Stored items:
* * * * * * *

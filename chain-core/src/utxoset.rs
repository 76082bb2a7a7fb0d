//! The confirmed UTXO set: every output currently spendable at the last
//! applied height.

use std::collections::HashMap;
use std::fs;
use std::path::Path;

use serde::{Deserialize, Serialize};
use tracing::{debug, info};

use chain_shared::{BlockHeight, OutPoint};

use crate::error::{EngineError, EngineResult};
use crate::utxo::Utxo;

#[derive(Debug, Clone, Serialize, Deserialize)]
struct PersistedUtxoSet {
    height: BlockHeight,
    outputs: Vec<Utxo>,
}

#[derive(Debug, Clone, Default)]
pub struct UtxoSet {
    outputs: HashMap<OutPoint, Utxo>,
    last_applied_height: BlockHeight,
}

impl UtxoSet {
    #[must_use]
    pub fn new() -> Self {
        Self::default()
    }

    #[must_use]
    pub const fn last_applied_height(&self) -> BlockHeight {
        self.last_applied_height
    }

    pub fn set_last_applied_height(&mut self, height: BlockHeight) {
        self.last_applied_height = height;
    }

    #[must_use]
    pub fn get(&self, outpoint: &OutPoint) -> Option<&Utxo> {
        self.outputs.get(outpoint)
    }

    #[must_use]
    pub fn contains(&self, outpoint: &OutPoint) -> bool {
        self.outputs.contains_key(outpoint)
    }

    #[must_use]
    pub fn len(&self) -> usize {
        self.outputs.len()
    }

    #[must_use]
    pub fn is_empty(&self) -> bool {
        self.outputs.is_empty()
    }

    /// Inserts a produced output. Rejects structurally invalid UTXOs and
    /// outputs that have not been stamped with a producing txid.
    pub fn add(&mut self, utxo: Utxo) -> bool {
        if !utxo.is_structurally_valid() {
            return false;
        }
        let Some(outpoint) = utxo.outpoint() else {
            return false;
        };
        self.outputs.insert(outpoint, utxo);
        true
    }

    /// Removes a spent output. Returns whether it was present.
    pub fn remove(&mut self, outpoint: &OutPoint) -> bool {
        self.outputs.remove(outpoint).is_some()
    }

    #[must_use]
    pub fn balance_of(&self, owner_hash: &chain_shared::Hash256) -> f32 {
        self.outputs
            .values()
            .filter(|u| &u.owner_pk().owner_hash() == owner_hash)
            .map(Utxo::amount)
            .sum()
    }

    /// Serializes this set as a single length-prefixed binary document.
    ///
    /// # Errors
    ///
    /// Returns an error if encoding fails.
    pub fn snapshot_to_bytes(&self) -> EngineResult<Vec<u8>> {
        let doc = PersistedUtxoSet {
            height: self.last_applied_height,
            outputs: self.outputs.values().cloned().collect(),
        };
        Ok(bincode::serialize(&doc).map_err(chain_shared::ChainError::from)?)
    }

    /// Restores a set previously produced by [`Self::snapshot_to_bytes`].
    ///
    /// # Errors
    ///
    /// Returns an error if the bytes do not decode to a valid document.
    pub fn restore_from_bytes(bytes: &[u8]) -> EngineResult<Self> {
        let doc: PersistedUtxoSet =
            bincode::deserialize(bytes).map_err(chain_shared::ChainError::from)?;
        let mut set = Self {
            outputs: HashMap::with_capacity(doc.outputs.len()),
            last_applied_height: doc.height,
        };
        for utxo in doc.outputs {
            let Some(outpoint) = utxo.outpoint() else {
                return Err(EngineError::CorruptUtxoSet(
                    "persisted output missing a producing txid".to_string(),
                ));
            };
            set.outputs.insert(outpoint, utxo);
        }
        Ok(set)
    }

    /// Loads a set from disk, if the file exists.
    ///
    /// # Errors
    ///
    /// Returns an error if the file exists but cannot be read or decoded.
    pub fn load(path: &Path) -> EngineResult<Option<Self>> {
        if !path.exists() {
            return Ok(None);
        }
        info!(path = %path.display(), "loading UTXO set snapshot");
        let bytes = fs::read(path)?;
        if bytes.is_empty() {
            return Ok(Some(Self::new()));
        }
        Self::restore_from_bytes(&bytes).map(Some)
    }

    /// Persists this set to disk.
    ///
    /// # Errors
    ///
    /// Returns an error if the file cannot be written.
    pub fn save(&self, path: &Path) -> EngineResult<()> {
        debug!(path = %path.display(), entries = self.outputs.len(), "saving UTXO set snapshot");
        let bytes = self.snapshot_to_bytes()?;
        if let Some(parent) = path.parent() {
            fs::create_dir_all(parent)?;
        }
        fs::write(path, bytes)?;
        Ok(())
    }
}

#[cfg(test)]
mod tests {
    use super::*;
    use chain_shared::{Hash256, KeyPair};

    fn stamped_output(keypair: &KeyPair, amount: f32, index: u8, txid: Hash256) -> Utxo {
        let mut utxo = Utxo::new_output(keypair.public_key.clone(), amount, index);
        utxo.stamp_txid(txid);
        utxo
    }

    #[test]
    fn add_and_remove_round_trip() {
        let keypair = KeyPair::generate();
        let txid = Hash256::sha256(b"tx");
        let utxo = stamped_output(&keypair, 10.0, 0, txid);
        let outpoint = utxo.outpoint().unwrap();

        let mut set = UtxoSet::new();
        assert!(set.add(utxo));
        assert!(set.contains(&outpoint));
        assert!(set.remove(&outpoint));
        assert!(!set.contains(&outpoint));
    }

    #[test]
    fn rejects_unstamped_output() {
        let keypair = KeyPair::generate();
        let utxo = Utxo::new_output(keypair.public_key, 10.0, 0);
        let mut set = UtxoSet::new();
        assert!(!set.add(utxo));
    }

    #[test]
    fn snapshot_round_trips_through_bytes() {
        let keypair = KeyPair::generate();
        let txid = Hash256::sha256(b"tx");
        let utxo = stamped_output(&keypair, 10.0, 0, txid);

        let mut set = UtxoSet::new();
        set.add(utxo);
        set.set_last_applied_height(5);

        let bytes = set.snapshot_to_bytes().unwrap();
        let restored = UtxoSet::restore_from_bytes(&bytes).unwrap();

        assert_eq!(restored.len(), 1);
        assert_eq!(restored.last_applied_height(), 5);
    }

    #[test]
    fn balance_of_sums_matching_owner() {
        let keypair = KeyPair::generate();
        let txid = Hash256::sha256(b"tx");
        let mut set = UtxoSet::new();
        set.add(stamped_output(&keypair, 3.0, 0, txid));
        set.add(stamped_output(&keypair, 4.0, 1, txid));

        assert_eq!(set.balance_of(&keypair.public_key.owner_hash()), 7.0);
    }
}
pub mod crypto;
pub mod error;
pub mod hash;
pub mod types;

pub use crypto::{KeyPair, PrivateKey, PublicKey, Signature, PUBLIC_KEY_DER_LEN, SIGNATURE_LEN};
pub use error::ChainError;
pub use hash::Hash256;
pub use types::{Amount, BlockHeight, BlockId, OutPoint, OutputIndex, Timestamp, TxId};

pub type Result<T> = std::result::Result<T, ChainError>;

* * * * * * *

**Problem to work on:** Retype exactly the lines from the start of the entries through the one with "#[derive(Debug, Clone, Serialize, Deserialize)]"; include both ends.

**Response to the exercise:**
filename chain-core/src/utxoset.rs
repository 76082bb2a7a7fb0d
//! The confirmed UTXO set: every output currently spendable at the last
//! applied height.

use std::collections::HashMap;
use std::fs;
use std::path::Path;

use serde::{Deserialize, Serialize};
use tracing::{debug, info};

use chain_shared::{BlockHeight, OutPoint};

use crate::error::{EngineError, EngineResult};
use crate::utxo::Utxo;

#[derive(Debug, Clone, Serialize, Deserialize)]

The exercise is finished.